§ **Exercise details**
In the data, extract each line that holds the string "mins".

[Records drawn from a dataset]

__________

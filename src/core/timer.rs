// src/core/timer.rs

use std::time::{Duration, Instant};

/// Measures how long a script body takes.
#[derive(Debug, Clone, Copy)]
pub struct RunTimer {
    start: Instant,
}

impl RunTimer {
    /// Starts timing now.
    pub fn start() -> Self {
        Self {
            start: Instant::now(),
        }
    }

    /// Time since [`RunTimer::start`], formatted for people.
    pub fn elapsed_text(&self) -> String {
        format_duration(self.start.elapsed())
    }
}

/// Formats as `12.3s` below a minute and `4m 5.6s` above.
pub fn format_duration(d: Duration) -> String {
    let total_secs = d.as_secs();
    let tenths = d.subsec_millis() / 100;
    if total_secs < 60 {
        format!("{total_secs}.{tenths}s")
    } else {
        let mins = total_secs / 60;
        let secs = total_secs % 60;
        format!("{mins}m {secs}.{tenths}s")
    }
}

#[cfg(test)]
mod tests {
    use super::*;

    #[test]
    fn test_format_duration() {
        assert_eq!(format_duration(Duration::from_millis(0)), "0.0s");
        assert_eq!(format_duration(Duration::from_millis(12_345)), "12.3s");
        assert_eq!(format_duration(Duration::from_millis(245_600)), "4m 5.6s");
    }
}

__________

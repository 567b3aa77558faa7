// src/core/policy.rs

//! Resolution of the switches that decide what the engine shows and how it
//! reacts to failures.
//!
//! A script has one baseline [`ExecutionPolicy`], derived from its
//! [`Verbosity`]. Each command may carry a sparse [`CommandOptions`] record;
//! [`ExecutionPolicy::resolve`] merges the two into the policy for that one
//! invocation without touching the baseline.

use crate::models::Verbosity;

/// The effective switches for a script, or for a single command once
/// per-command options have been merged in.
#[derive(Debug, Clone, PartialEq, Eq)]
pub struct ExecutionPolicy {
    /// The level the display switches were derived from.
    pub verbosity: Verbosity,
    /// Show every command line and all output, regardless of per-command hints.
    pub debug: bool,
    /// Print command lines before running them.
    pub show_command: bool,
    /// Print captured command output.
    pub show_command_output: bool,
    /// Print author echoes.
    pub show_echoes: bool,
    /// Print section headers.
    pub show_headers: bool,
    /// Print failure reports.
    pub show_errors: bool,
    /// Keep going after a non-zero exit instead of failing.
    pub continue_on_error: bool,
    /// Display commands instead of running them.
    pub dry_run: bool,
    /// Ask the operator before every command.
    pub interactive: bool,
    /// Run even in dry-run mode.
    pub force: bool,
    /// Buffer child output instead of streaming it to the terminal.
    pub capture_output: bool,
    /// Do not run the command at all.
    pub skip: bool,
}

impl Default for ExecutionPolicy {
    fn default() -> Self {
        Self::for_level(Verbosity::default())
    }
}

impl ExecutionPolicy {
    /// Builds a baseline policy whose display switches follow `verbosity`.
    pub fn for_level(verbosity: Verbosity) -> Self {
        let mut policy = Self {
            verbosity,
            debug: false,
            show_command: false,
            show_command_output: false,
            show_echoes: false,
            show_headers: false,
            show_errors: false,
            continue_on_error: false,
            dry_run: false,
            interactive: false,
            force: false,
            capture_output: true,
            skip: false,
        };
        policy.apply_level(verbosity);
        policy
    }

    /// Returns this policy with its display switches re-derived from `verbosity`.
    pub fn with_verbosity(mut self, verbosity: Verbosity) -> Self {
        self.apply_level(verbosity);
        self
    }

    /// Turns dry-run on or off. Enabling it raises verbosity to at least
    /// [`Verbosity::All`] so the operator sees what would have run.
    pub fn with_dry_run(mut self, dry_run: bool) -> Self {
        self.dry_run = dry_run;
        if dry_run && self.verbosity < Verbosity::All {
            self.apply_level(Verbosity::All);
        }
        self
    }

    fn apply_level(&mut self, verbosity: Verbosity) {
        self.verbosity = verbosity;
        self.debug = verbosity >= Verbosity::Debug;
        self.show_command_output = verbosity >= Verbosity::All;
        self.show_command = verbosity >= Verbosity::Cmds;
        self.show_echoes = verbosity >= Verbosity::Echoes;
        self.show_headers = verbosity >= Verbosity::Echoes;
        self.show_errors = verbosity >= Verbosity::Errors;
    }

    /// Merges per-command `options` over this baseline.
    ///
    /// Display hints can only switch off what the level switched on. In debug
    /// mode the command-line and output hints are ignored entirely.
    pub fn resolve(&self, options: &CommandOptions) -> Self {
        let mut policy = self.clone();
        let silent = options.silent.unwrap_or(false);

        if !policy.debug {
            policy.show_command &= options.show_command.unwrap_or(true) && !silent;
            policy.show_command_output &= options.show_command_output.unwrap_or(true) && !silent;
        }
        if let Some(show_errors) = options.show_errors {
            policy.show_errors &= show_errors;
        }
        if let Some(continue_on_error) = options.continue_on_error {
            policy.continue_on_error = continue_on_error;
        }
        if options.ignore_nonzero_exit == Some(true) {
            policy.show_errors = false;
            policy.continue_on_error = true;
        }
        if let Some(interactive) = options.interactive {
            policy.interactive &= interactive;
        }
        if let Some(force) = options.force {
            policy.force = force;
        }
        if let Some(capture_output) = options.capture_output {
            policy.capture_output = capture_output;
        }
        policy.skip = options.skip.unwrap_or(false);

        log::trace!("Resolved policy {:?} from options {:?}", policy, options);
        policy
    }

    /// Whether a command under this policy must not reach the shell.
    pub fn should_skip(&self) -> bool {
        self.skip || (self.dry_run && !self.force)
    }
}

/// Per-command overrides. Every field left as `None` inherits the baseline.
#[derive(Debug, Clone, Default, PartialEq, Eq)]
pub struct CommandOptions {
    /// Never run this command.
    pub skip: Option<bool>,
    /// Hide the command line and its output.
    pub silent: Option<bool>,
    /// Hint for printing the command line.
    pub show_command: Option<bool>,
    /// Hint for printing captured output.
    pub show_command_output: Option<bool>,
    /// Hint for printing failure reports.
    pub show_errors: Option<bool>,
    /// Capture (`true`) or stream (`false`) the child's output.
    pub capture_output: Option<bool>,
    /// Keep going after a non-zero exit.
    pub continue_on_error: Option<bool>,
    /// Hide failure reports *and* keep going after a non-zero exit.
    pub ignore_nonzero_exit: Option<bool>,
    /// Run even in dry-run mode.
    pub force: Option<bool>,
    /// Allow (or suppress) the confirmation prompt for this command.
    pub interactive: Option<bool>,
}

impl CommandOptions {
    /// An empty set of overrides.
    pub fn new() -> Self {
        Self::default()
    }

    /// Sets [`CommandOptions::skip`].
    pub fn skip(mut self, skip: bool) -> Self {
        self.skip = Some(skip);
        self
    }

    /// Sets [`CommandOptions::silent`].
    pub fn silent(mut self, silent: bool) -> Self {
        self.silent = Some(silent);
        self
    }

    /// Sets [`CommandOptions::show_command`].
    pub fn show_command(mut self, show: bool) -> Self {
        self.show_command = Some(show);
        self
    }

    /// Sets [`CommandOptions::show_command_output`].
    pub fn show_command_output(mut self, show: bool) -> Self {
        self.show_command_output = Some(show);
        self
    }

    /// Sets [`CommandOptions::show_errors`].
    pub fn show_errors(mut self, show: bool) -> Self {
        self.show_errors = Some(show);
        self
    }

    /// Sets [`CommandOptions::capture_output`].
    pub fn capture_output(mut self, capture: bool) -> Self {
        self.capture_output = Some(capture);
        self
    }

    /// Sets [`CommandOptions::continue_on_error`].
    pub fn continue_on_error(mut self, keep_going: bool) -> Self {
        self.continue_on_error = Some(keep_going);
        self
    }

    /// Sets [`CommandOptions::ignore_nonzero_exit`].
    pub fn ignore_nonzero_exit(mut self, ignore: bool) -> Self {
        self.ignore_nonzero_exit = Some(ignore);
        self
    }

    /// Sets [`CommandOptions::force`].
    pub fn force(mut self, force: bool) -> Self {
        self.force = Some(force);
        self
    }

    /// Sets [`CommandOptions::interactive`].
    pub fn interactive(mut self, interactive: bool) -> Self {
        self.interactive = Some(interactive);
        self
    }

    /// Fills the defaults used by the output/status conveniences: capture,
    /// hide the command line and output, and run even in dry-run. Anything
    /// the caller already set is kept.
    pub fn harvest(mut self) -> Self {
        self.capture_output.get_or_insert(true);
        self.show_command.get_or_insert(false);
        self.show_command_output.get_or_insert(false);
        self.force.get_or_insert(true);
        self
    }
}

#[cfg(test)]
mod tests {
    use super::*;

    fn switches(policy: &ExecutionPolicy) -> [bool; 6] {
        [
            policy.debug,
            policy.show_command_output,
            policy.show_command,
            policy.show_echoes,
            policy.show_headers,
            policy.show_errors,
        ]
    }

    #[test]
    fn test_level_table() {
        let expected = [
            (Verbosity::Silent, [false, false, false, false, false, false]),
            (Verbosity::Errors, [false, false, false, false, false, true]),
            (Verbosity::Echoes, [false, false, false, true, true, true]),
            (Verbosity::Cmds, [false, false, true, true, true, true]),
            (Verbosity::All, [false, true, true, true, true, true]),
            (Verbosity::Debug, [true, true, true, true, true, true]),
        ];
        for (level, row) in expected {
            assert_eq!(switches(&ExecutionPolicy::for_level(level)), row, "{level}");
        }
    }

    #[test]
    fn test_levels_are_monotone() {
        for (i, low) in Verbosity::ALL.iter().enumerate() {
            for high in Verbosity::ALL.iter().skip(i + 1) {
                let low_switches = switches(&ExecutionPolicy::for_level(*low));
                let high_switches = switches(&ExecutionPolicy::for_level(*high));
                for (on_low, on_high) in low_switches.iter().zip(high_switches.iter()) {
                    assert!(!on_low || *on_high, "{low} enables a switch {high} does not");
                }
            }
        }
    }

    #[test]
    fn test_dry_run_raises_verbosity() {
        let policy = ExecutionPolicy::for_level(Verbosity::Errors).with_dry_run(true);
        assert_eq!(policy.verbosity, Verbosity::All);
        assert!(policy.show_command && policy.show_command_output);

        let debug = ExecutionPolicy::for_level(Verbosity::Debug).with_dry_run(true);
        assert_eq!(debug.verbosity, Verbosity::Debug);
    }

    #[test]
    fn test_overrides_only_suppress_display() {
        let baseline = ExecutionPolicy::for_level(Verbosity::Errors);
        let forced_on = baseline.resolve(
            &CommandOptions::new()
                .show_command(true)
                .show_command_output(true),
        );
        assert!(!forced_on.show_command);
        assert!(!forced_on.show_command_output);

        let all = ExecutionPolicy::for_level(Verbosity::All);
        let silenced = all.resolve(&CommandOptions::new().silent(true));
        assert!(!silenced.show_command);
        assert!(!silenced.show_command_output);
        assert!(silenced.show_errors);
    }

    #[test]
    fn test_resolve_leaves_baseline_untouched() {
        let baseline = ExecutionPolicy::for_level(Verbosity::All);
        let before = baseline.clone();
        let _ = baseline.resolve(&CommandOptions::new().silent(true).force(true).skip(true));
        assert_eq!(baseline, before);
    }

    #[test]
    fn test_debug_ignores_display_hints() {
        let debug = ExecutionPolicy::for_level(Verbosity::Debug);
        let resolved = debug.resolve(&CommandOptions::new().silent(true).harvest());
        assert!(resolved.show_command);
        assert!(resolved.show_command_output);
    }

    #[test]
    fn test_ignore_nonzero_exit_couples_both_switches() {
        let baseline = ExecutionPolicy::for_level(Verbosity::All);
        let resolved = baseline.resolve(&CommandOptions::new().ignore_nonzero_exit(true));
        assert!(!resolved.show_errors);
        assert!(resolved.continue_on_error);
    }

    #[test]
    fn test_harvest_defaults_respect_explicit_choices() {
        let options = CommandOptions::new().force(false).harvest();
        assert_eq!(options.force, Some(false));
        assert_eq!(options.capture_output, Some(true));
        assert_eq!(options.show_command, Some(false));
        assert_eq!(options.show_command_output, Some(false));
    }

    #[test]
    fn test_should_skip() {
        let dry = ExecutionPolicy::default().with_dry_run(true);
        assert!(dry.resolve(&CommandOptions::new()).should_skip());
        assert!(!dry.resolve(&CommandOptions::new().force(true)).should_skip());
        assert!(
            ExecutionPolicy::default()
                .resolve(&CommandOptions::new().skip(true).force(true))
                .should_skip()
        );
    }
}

__________

§ **Result of this exercise**
        let mins = total_secs / 60;
        format!("{mins}m {secs}.{tenths}s")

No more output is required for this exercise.